This all came to a head while we were working together, and her OCD got a lot worse. So her version of real self-care was deciding to take a risk and take a medical leave from her job. During that time, she was able to see me more regularly, we were able to get a handle on her anxiety, and figure out a plan for taking care of her father and asking her brothers for some money to chip in.

As a Black woman, she was really worried about how she would be perceived, whether she would lose her job, whether she would, you know, not get that next promotion, right? And then what actually ended up happening was when she came back to work, she connected with a colleague and started a support space for others at the company who were dealing with mental health issues. When she was up for her next performance review, she was praised for this and she actually got some funding for it. So the thing that she was really worried about ended up being something that was celebrated in her workplace.
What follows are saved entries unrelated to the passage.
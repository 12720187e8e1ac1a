use std::sync::Arc;

use rmcp::{ServiceExt, transport::stdio};

use infill::app::App;
use infill::config::Config;
use infill::server::InfillServer;

/// Characters of stderr included in the exit log line.
const STDERR_LOG_TAIL: usize = 500;

#[tokio::main]
async fn main() -> anyhow::Result<()> {
    tracing_subscriber::fmt()
        .with_env_filter(
            tracing_subscriber::EnvFilter::from_default_env()
                .add_directive(tracing::Level::INFO.into()),
        )
        .with_writer(std::io::stderr)
        .with_ansi(false)
        .init();

    // Load .env from the binary's directory (MCP servers may start with any CWD).
    // Falls back to dotenvy's default CWD search if the binary path can't be resolved.
    let env_loaded = std::env::current_exe().ok().and_then(|exe| {
        let dir = exe.parent()?;
        [dir.join(".env"), dir.join("../../.env")]
            .into_iter()
            .find(|p| p.exists())
            .map(|p| dotenvy::from_path(&p).is_ok())
    });
    if env_loaded.is_none() {
        dotenvy::dotenv().ok();
    }

    tracing::info!("infill starting");

    let config = Config::load();
    let app = App::new(config)?;

    app.supervisor.on_terminate(|event| {
        let tail = infill::template::tail_chars(&event.stderr, STDERR_LOG_TAIL);
        if event.exit_code == 0 {
            tracing::info!("inference server exited cleanly");
        } else {
            tracing::warn!(exit_code = event.exit_code, stderr = %tail, "inference server exited");
        }
    });

    let app = Arc::new(app);
    let server = InfillServer::new(app.clone());

    let service = server
        .serve(stdio())
        .await
        .inspect_err(|e| tracing::error!("serving error: {e:?}"))?;

    service.waiting().await?;

    app.supervisor.terminate();
    tracing::info!("infill shutting down");
    Ok(())
}
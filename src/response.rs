use rmcp::model::{CallToolResult, Content};
use serde::Serialize;

/// JSON envelope returned by every tool.
/// All tools return Content::text(json_string); the host parses `status` first.
#[derive(Debug, Serialize)]
pub struct ToolResponse {
    pub status: &'static str,
    pub content: String,
    pub content_type: &'static str,
    pub metadata: ToolMetadata,
}

#[derive(Debug, Serialize)]
pub struct ToolMetadata {
    pub tool_name: String,
    pub backend: String,
    #[serde(serialize_with = "serialize_finite_f64")]
    pub duration_seconds: f64,
}

impl ToolMetadata {
    pub fn new(tool_name: &str, backend: &str, duration_seconds: f64) -> Self {
        Self {
            tool_name: tool_name.to_string(),
            backend: backend.to_string(),
            duration_seconds,
        }
    }
}

/// Serialize f64, clamping non-finite values (NaN, Inf) to 0.0.
fn serialize_finite_f64<S: serde::Serializer>(v: &f64, s: S) -> Result<S::Ok, S::Error> {
    s.serialize_f64(if v.is_finite() { *v } else { 0.0 })
}

impl ToolResponse {
    pub fn success(content: String, metadata: ToolMetadata) -> Self {
        Self {
            status: "success",
            content,
            content_type: "text",
            metadata,
        }
    }

    /// Success carrying a JSON document in `content`.
    pub fn json<T: Serialize>(value: &T, metadata: ToolMetadata) -> Self {
        match serde_json::to_string(value) {
            Ok(content) => Self {
                status: "success",
                content,
                content_type: "json",
                metadata,
            },
            Err(e) => Self::error(format!("serialization failed: {e}"), metadata),
        }
    }

    /// The backend answered but had nothing to offer. Not an error.
    pub fn no_completion(metadata: ToolMetadata) -> Self {
        Self {
            status: "no_completion",
            content: String::new(),
            content_type: "text",
            metadata,
        }
    }

    pub fn error(message: String, metadata: ToolMetadata) -> Self {
        Self {
            status: "error",
            content: message,
            content_type: "text",
            metadata,
        }
    }

    /// Convert to MCP CallToolResult.
    /// Always succeeds at the MCP transport level; failures live in `"status": "error"`
    /// so a host treats them as data rather than a broken call.
    pub fn into_call_tool_result(self) -> CallToolResult {
        match serde_json::to_string(&self) {
            Ok(json) => CallToolResult::success(vec![Content::text(json)]),
            Err(e) => {
                let escaped = e.to_string().replace('\\', "\\\\").replace('"', "\\\"");
                CallToolResult::success(vec![Content::text(format!(
                    r#"{{"status":"error","content":"serialization failed: {escaped}","content_type":"text","metadata":{{}}}}"#
                ))])
            }
        }
    }
}
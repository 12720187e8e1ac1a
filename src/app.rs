use std::sync::Arc;

use crate::adapter::CompletionAdapter;
use crate::config::Config;
use crate::error::InfillError;
use crate::supervisor::Supervisor;

/// Everything built once at startup and shared by the request surface.
pub struct App {
    pub config: Arc<Config>,
    pub adapter: CompletionAdapter,
    pub supervisor: Supervisor,
}

impl App {
    pub fn new(config: Config) -> Result<Self, InfillError> {
        let config = Arc::new(config);
        let supervisor = Supervisor::new(config.clone());
        Self::with_supervisor(config, supervisor)
    }

    /// Build around a supervisor assembled by the caller (custom backend or terminal host).
    pub fn with_supervisor(
        config: Arc<Config>,
        supervisor: Supervisor,
    ) -> Result<Self, InfillError> {
        let adapter = CompletionAdapter::new(config.clone())?;
        Ok(Self {
            config,
            adapter,
            supervisor,
        })
    }
}
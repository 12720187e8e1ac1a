pub mod chat;
pub mod complete;
pub mod launch;
pub mod infill;
pub mod openai;

use std::time::Duration;

use reqwest::Client;
use schemars::JsonSchema;
use serde::{Deserialize, Serialize};

use crate::config::Config;
use crate::error::InfillError;

/// Sampling constants shared by both backends.
pub const TOP_K: u32 = 40;
pub const TOP_P: f64 = 0.99;
pub const TEMPERATURE: f64 = 0.1;

/// Build the HTTP client shared by both backends. Only a connect timeout is set:
/// generation time is bounded server-side by the payload's time budgets.
pub fn http_client() -> Result<Client, InfillError> {
    let client = Client::builder()
        .connect_timeout(Duration::from_secs(10))
        .pool_idle_timeout(Duration::from_secs(90))
        .pool_max_idle_per_host(4)
        .build()?;
    Ok(client)
}

/// A snippet of surrounding code supplied by the context ring. Opaque: forwarded
/// to `/infill` exactly as received, only read as text for the OpenAI prompt.
#[derive(Clone, Debug, PartialEq, Serialize, Deserialize, JsonSchema)]
#[serde(transparent)]
pub struct ContextChunk(pub serde_json::Value);

impl ContextChunk {
    /// Text of the chunk: a string as is, or the `text` field of an object.
    /// Anything else reads as empty.
    pub fn text(&self) -> &str {
        match &self.0 {
            serde_json::Value::String(text) => text,
            value => value.get("text").and_then(|t| t.as_str()).unwrap_or(""),
        }
    }

    pub fn as_value(&self) -> &serde_json::Value {
        &self.0
    }
}

impl From<&str> for ContextChunk {
    fn from(text: &str) -> Self {
        Self(serde_json::Value::String(text.to_string()))
    }
}

impl From<serde_json::Value> for ContextChunk {
    fn from(value: serde_json::Value) -> Self {
        Self(value)
    }
}

/// Which protocol a completion is sent over. Derived from config on every call.
#[derive(Clone, Copy, Debug, PartialEq, Eq)]
pub enum Backend {
    NativeInfill,
    OpenAiCompatible,
}

impl Backend {
    pub fn select(config: &Config) -> Self {
        if config.use_openai_endpoint {
            Self::OpenAiCompatible
        } else {
            Self::NativeInfill
        }
    }
}

/// Normalized completion result. Every field is optional; a missing field is not an error.
#[derive(Clone, Debug, Default, PartialEq, Serialize, Deserialize)]
pub struct CompletionResult {
    #[serde(default, skip_serializing_if = "Option::is_none")]
    pub content: Option<String>,
    #[serde(default, skip_serializing_if = "Option::is_none")]
    pub generation_settings: Option<serde_json::Map<String, serde_json::Value>>,
    #[serde(default, skip_serializing_if = "Option::is_none")]
    pub tokens_cached: Option<u64>,
    #[serde(default, skip_serializing_if = "Option::is_none")]
    pub truncated: Option<bool>,
    #[serde(default, skip_serializing_if = "Option::is_none")]
    pub timings: Option<Timings>,
}

#[derive(Clone, Debug, Default, PartialEq, Serialize, Deserialize)]
pub struct Timings {
    #[serde(default, skip_serializing_if = "Option::is_none")]
    pub prompt_n: Option<f64>,
    #[serde(default, skip_serializing_if = "Option::is_none")]
    pub prompt_ms: Option<f64>,
    #[serde(default, skip_serializing_if = "Option::is_none")]
    pub prompt_per_second: Option<f64>,
    #[serde(default, skip_serializing_if = "Option::is_none")]
    pub predicted_n: Option<f64>,
    #[serde(default, skip_serializing_if = "Option::is_none")]
    pub predicted_ms: Option<f64>,
    #[serde(default, skip_serializing_if = "Option::is_none")]
    pub predicted_per_second: Option<f64>,
}
//! Supervisor lifecycle against fake platform backends and terminal hosts.

use std::sync::{Arc, Mutex};
use std::time::Duration;

use infill::config::Config;
use infill::error::InfillError;
use infill::supervisor::backend::{Platform, ProcessBackend, ProcessHandle};
use infill::supervisor::events::{TerminationEvent, TerminationNotifier};
use infill::supervisor::terminal::{TERMINAL_NAME, TerminalHost, TerminalSession};
use infill::supervisor::{Supervisor, SupervisorState};
use tokio_util::sync::CancellationToken;

#[derive(Clone, Debug, PartialEq, Eq)]
enum Call {
    Launch(String),
    Terminate(Option<u32>),
    Open(String),
    Show(bool),
    Send(String),
    Dispose,
}

type Log = Arc<Mutex<Vec<Call>>>;

fn calls(log: &Log) -> Vec<Call> {
    log.lock().unwrap().clone()
}

/// Records calls and hands out handles whose exit markers the test controls.
struct FakeBackend {
    log: Log,
    next_pid: Mutex<u32>,
    exit_markers: Arc<Mutex<Vec<CancellationToken>>>,
    fail: bool,
}

impl FakeBackend {
    fn new(log: Log) -> Self {
        Self {
            log,
            next_pid: Mutex::new(100),
            exit_markers: Arc::default(),
            fail: false,
        }
    }
}

impl ProcessBackend for FakeBackend {
    fn platform(&self) -> Platform {
        Platform::Linux
    }

    fn launch(
        &self,
        command: &str,
        _notifier: &TerminationNotifier,
    ) -> Result<ProcessHandle, InfillError> {
        self.log.lock().unwrap().push(Call::Launch(command.to_string()));
        if self.fail {
            return Err(InfillError::Process("no such terminal".to_string()));
        }
        let mut pid = self.next_pid.lock().unwrap();
        *pid += 1;
        let handle = ProcessHandle::new(Platform::Linux, Some(*pid));
        self.exit_markers.lock().unwrap().push(handle.exit_marker());
        Ok(handle)
    }

    fn terminate(&self, handle: ProcessHandle) {
        self.log.lock().unwrap().push(Call::Terminate(handle.pid()));
    }
}

struct FakeTerminals {
    log: Log,
}

struct FakeTerminal {
    log: Log,
}

impl TerminalHost for FakeTerminals {
    fn open(&self, name: &str) -> Result<Box<dyn TerminalSession>, InfillError> {
        self.log.lock().unwrap().push(Call::Open(name.to_string()));
        Ok(Box::new(FakeTerminal {
            log: self.log.clone(),
        }))
    }
}

impl TerminalSession for FakeTerminal {
    fn show(&mut self, preserve_focus: bool) {
        self.log.lock().unwrap().push(Call::Show(preserve_focus));
    }

    fn send_text(&mut self, text: &str) {
        self.log.lock().unwrap().push(Call::Send(text.to_string()));
    }

    fn dispose(&mut self) {
        self.log.lock().unwrap().push(Call::Dispose);
    }
}

fn process_config() -> Arc<Config> {
    Arc::new(Config {
        use_terminal: false,
        launch_cmd: "llama-server --port 8012".to_string(),
        ..Default::default()
    })
}

fn supervisor_with(config: Arc<Config>, backend: FakeBackend, log: &Log) -> Supervisor {
    Supervisor::with_parts(
        config,
        Box::new(backend),
        Box::new(FakeTerminals { log: log.clone() }),
    )
}

#[tokio::test]
async fn blank_command_is_a_no_op() {
    let log = Log::default();
    let supervisor = supervisor_with(process_config(), FakeBackend::new(log.clone()), &log);

    supervisor.launch("");
    supervisor.launch("   \n");

    assert!(calls(&log).is_empty());
    assert_eq!(supervisor.state(), SupervisorState::Idle);
}

#[tokio::test]
async fn terminate_is_idempotent() {
    let log = Log::default();
    let supervisor = supervisor_with(process_config(), FakeBackend::new(log.clone()), &log);

    supervisor.terminate();
    supervisor.launch_configured();
    assert_eq!(supervisor.state(), SupervisorState::Running);

    supervisor.terminate();
    supervisor.terminate();

    assert_eq!(
        calls(&log),
        vec![
            Call::Launch("llama-server --port 8012".to_string()),
            Call::Terminate(Some(101)),
        ]
    );
    assert_eq!(supervisor.state(), SupervisorState::Idle);
}

#[tokio::test]
async fn relaunch_tears_down_previous_process_first() {
    let log = Log::default();
    let supervisor = supervisor_with(process_config(), FakeBackend::new(log.clone()), &log);

    supervisor.launch("llama-server -m a.gguf");
    supervisor.launch("llama-server -m b.gguf");

    assert_eq!(
        calls(&log),
        vec![
            Call::Launch("llama-server -m a.gguf".to_string()),
            Call::Terminate(Some(101)),
            Call::Launch("llama-server -m b.gguf".to_string()),
        ]
    );
    assert_eq!(supervisor.state(), SupervisorState::Running);
}

#[tokio::test]
async fn launch_failure_returns_to_idle() {
    let log = Log::default();
    let mut backend = FakeBackend::new(log.clone());
    backend.fail = true;
    let supervisor = supervisor_with(process_config(), backend, &log);

    supervisor.launch_configured();
    assert_eq!(supervisor.state(), SupervisorState::Idle);

    supervisor.terminate();
    assert_eq!(calls(&log).len(), 1, "nothing to terminate after a failed launch");
}

#[tokio::test]
async fn self_exit_clears_the_session() {
    let log = Log::default();
    let backend = FakeBackend::new(log.clone());
    let markers = backend.exit_markers.clone();
    let supervisor = supervisor_with(process_config(), backend, &log);
    let mut state = supervisor.watch_state();

    supervisor.launch_configured();
    assert_eq!(*state.borrow_and_update(), SupervisorState::Running);

    markers.lock().unwrap()[0].cancel();
    tokio::time::timeout(Duration::from_secs(2), state.changed())
        .await
        .expect("state should change after exit")
        .unwrap();
    assert_eq!(*state.borrow(), SupervisorState::Idle);

    supervisor.terminate();
    assert_eq!(
        calls(&log),
        vec![Call::Launch("llama-server --port 8012".to_string())],
        "an exited process is not terminated again"
    );
}

#[tokio::test]
async fn stale_exit_does_not_clear_a_newer_session() {
    let log = Log::default();
    let backend = FakeBackend::new(log.clone());
    let markers = backend.exit_markers.clone();
    let supervisor = supervisor_with(process_config(), backend, &log);

    supervisor.launch("first");
    supervisor.launch("second");
    markers.lock().unwrap()[0].cancel();
    tokio::time::sleep(Duration::from_millis(50)).await;

    assert_eq!(supervisor.state(), SupervisorState::Running);
    supervisor.terminate();
    assert_eq!(calls(&log).last(), Some(&Call::Terminate(Some(102))));
}

#[tokio::test]
async fn terminal_mode_sends_command_to_named_terminal() {
    let log = Log::default();
    let config = Arc::new(Config {
        use_terminal: true,
        launch_cmd: "llama-server --fim-qwen-1.5b-default".to_string(),
        ..Default::default()
    });
    let supervisor = supervisor_with(config, FakeBackend::new(log.clone()), &log);

    supervisor.launch_configured();
    assert_eq!(supervisor.state(), SupervisorState::Running);
    supervisor.launch("llama-server --port 9000");
    supervisor.terminate();

    assert_eq!(
        calls(&log),
        vec![
            Call::Open(TERMINAL_NAME.to_string()),
            Call::Show(true),
            Call::Send("llama-server --fim-qwen-1.5b-default".to_string()),
            Call::Dispose,
            Call::Open(TERMINAL_NAME.to_string()),
            Call::Show(true),
            Call::Send("llama-server --port 9000".to_string()),
            Call::Dispose,
        ]
    );
    assert_eq!(supervisor.state(), SupervisorState::Idle);
}

#[tokio::test]
async fn listeners_see_events_in_registration_order() {
    let log = Log::default();
    let supervisor = supervisor_with(process_config(), FakeBackend::new(log.clone()), &log);
    let seen = Arc::new(Mutex::new(Vec::new()));
    for name in ["status", "panel"] {
        let seen = seen.clone();
        supervisor.on_terminate(move |e| seen.lock().unwrap().push((name, e.exit_code)));
    }

    let event = TerminationEvent {
        exit_code: 3,
        stderr: "error: model file not found".to_string(),
    };
    supervisor.notifier().emit(event.clone());

    assert_eq!(*seen.lock().unwrap(), vec![("status", 3), ("panel", 3)]);
    assert_eq!(supervisor.last_termination(), Some(event));
}

#[cfg(unix)]
mod captured_shell {
    use super::*;
    use infill::supervisor::windows::WindowsBackend;

    fn shell_supervisor() -> Supervisor {
        Supervisor::with_parts(
            process_config(),
            Box::new(WindowsBackend::with_shell("sh", &["-c"])),
            Box::new(FakeTerminals {
                log: Log::default(),
            }),
        )
    }

    #[tokio::test]
    async fn exit_event_carries_code_and_stderr() {
        let supervisor = shell_supervisor();
        let mut events = supervisor.notifier().subscribe();

        supervisor.launch("echo 'error: failed to load model' >&2; exit 3");

        let event = tokio::time::timeout(Duration::from_secs(5), events.recv())
            .await
            .expect("termination event within timeout")
            .unwrap();
        assert_eq!(event.exit_code, 3);
        assert_eq!(event.stderr, "error: failed to load model\n");
        assert_eq!(supervisor.last_termination(), Some(event));
    }

    #[tokio::test]
    async fn exit_is_recorded_before_state_turns_idle() {
        let supervisor = shell_supervisor();
        let mut state = supervisor.watch_state();

        supervisor.launch("exit 4");
        assert_eq!(*state.borrow_and_update(), SupervisorState::Running);

        tokio::time::timeout(
            Duration::from_secs(5),
            state.wait_for(|s| *s == SupervisorState::Idle),
        )
        .await
        .expect("state should return to idle after exit")
        .unwrap();

        let event = supervisor
            .last_termination()
            .expect("termination recorded by the time the state is idle");
        assert_eq!(event.exit_code, 4);
    }

    #[tokio::test]
    async fn stderr_buffer_resets_between_runs() {
        let supervisor = shell_supervisor();
        let mut events = supervisor.notifier().subscribe();

        supervisor.launch("echo first >&2; exit 1");
        let first = tokio::time::timeout(Duration::from_secs(5), events.recv())
            .await
            .unwrap()
            .unwrap();

        supervisor.launch("exit 0");
        let second = tokio::time::timeout(Duration::from_secs(5), events.recv())
            .await
            .unwrap()
            .unwrap();

        assert_eq!(first.stderr, "first\n");
        assert_eq!(second.exit_code, 0);
        assert_eq!(second.stderr, "");
    }
}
Of course, I have patients who say things like, “But my employer’s never gonna do that for me. Or, my family’s terrible, they’re not gonna support me in that way.” So I’m not saying that it all works out great. This is hard stuff. If you’re a person of color, or in particular a Black person working in the U.S., we do know that you will be penalized, right? That’s not imaginary. That’s not in your head. So you have to figure out when is it worth taking the risk, and what are the potential costs of the risk? There will be some times where it’s not worth it, and there will be other times where it is.

What you’re describing is really hard. And contrary to faux self-care, there aren’t these immediate rewards to it. What makes it worth it in the long run?

What makes it worth it is that your life gets to be your own and you get to believe that your choices matter. I think the alternative is just too terrible. In the book, I say most people who are coming to real self-care from a place of either desperation or inspiration. Usually desperation, right? You feel like you’ve done everything, but it’s not working.

So for me – it is always a risk calculation, and the risk of staying in the doom scroll, the like “treat yourself” escapist place – I guess that’s just not enough for me.

OK, last question. Is my reiki real self-care, or faux self-care?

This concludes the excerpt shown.